##### Records for this exercise
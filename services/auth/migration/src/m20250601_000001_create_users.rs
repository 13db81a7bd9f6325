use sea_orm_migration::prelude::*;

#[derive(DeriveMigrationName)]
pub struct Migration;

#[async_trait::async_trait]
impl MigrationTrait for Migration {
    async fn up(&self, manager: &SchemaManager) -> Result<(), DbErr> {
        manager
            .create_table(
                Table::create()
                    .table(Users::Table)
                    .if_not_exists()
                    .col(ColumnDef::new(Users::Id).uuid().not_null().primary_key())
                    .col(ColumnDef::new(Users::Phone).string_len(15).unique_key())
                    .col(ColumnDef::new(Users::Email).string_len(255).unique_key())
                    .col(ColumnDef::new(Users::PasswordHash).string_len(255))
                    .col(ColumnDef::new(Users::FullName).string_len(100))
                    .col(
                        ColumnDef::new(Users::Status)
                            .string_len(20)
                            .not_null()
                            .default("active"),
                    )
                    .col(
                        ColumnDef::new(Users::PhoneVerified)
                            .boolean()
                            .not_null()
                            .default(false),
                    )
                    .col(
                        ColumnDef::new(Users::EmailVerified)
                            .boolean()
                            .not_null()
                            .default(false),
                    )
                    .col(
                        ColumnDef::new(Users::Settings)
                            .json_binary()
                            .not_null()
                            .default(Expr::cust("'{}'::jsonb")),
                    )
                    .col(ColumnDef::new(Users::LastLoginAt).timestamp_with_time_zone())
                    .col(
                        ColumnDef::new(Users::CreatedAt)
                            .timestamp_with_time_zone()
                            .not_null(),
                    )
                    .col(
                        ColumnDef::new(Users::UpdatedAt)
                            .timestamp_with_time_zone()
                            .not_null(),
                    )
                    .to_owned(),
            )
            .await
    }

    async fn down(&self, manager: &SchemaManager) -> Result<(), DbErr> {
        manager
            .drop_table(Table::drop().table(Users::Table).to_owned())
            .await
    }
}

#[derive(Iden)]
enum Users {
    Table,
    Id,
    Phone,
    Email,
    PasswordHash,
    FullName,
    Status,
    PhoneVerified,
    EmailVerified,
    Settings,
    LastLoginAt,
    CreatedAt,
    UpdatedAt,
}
##########
Line for line, the material above should be repeated exactly.

=== Answer section ===
filename services/auth/migration/src/m20250601_000001_create_users.rs
repository 13db81a7bd9f6325
use sea_orm_migration::prelude::*;

#[derive(DeriveMigrationName)]
pub struct Migration;

#[async_trait::async_trait]
impl MigrationTrait for Migration {
    async fn up(&self, manager: &SchemaManager) -> Result<(), DbErr> {
        manager
            .create_table(
                Table::create()
                    .table(Users::Table)
                    .if_not_exists()
                    .col(ColumnDef::new(Users::Id).uuid().not_null().primary_key())
                    .col(ColumnDef::new(Users::Phone).string_len(15).unique_key())
                    .col(ColumnDef::new(Users::Email).string_len(255).unique_key())
                    .col(ColumnDef::new(Users::PasswordHash).string_len(255))
                    .col(ColumnDef::new(Users::FullName).string_len(100))
                    .col(
                        ColumnDef::new(Users::Status)
                            .string_len(20)
                            .not_null()
                            .default("active"),
                    )
                    .col(
                        ColumnDef::new(Users::PhoneVerified)
                            .boolean()
                            .not_null()
                            .default(false),
                    )
                    .col(
                        ColumnDef::new(Users::EmailVerified)
                            .boolean()
                            .not_null()
                            .default(false),
                    )
                    .col(
                        ColumnDef::new(Users::Settings)
                            .json_binary()
                            .not_null()
                            .default(Expr::cust("'{}'::jsonb")),
                    )
                    .col(ColumnDef::new(Users::LastLoginAt).timestamp_with_time_zone())
                    .col(
                        ColumnDef::new(Users::CreatedAt)
                            .timestamp_with_time_zone()
                            .not_null(),
                    )
                    .col(
                        ColumnDef::new(Users::UpdatedAt)
                            .timestamp_with_time_zone()
                            .not_null(),
                    )
                    .to_owned(),
            )
            .await
    }

    async fn down(&self, manager: &SchemaManager) -> Result<(), DbErr> {
        manager
            .drop_table(Table::drop().table(Users::Table).to_owned())
            .await
    }
}

#[derive(Iden)]
enum Users {
    Table,
    Id,
    Phone,
    Email,
    PasswordHash,
    FullName,
    Status,
    PhoneVerified,
    EmailVerified,
    Settings,
    LastLoginAt,
    CreatedAt,
    UpdatedAt,
}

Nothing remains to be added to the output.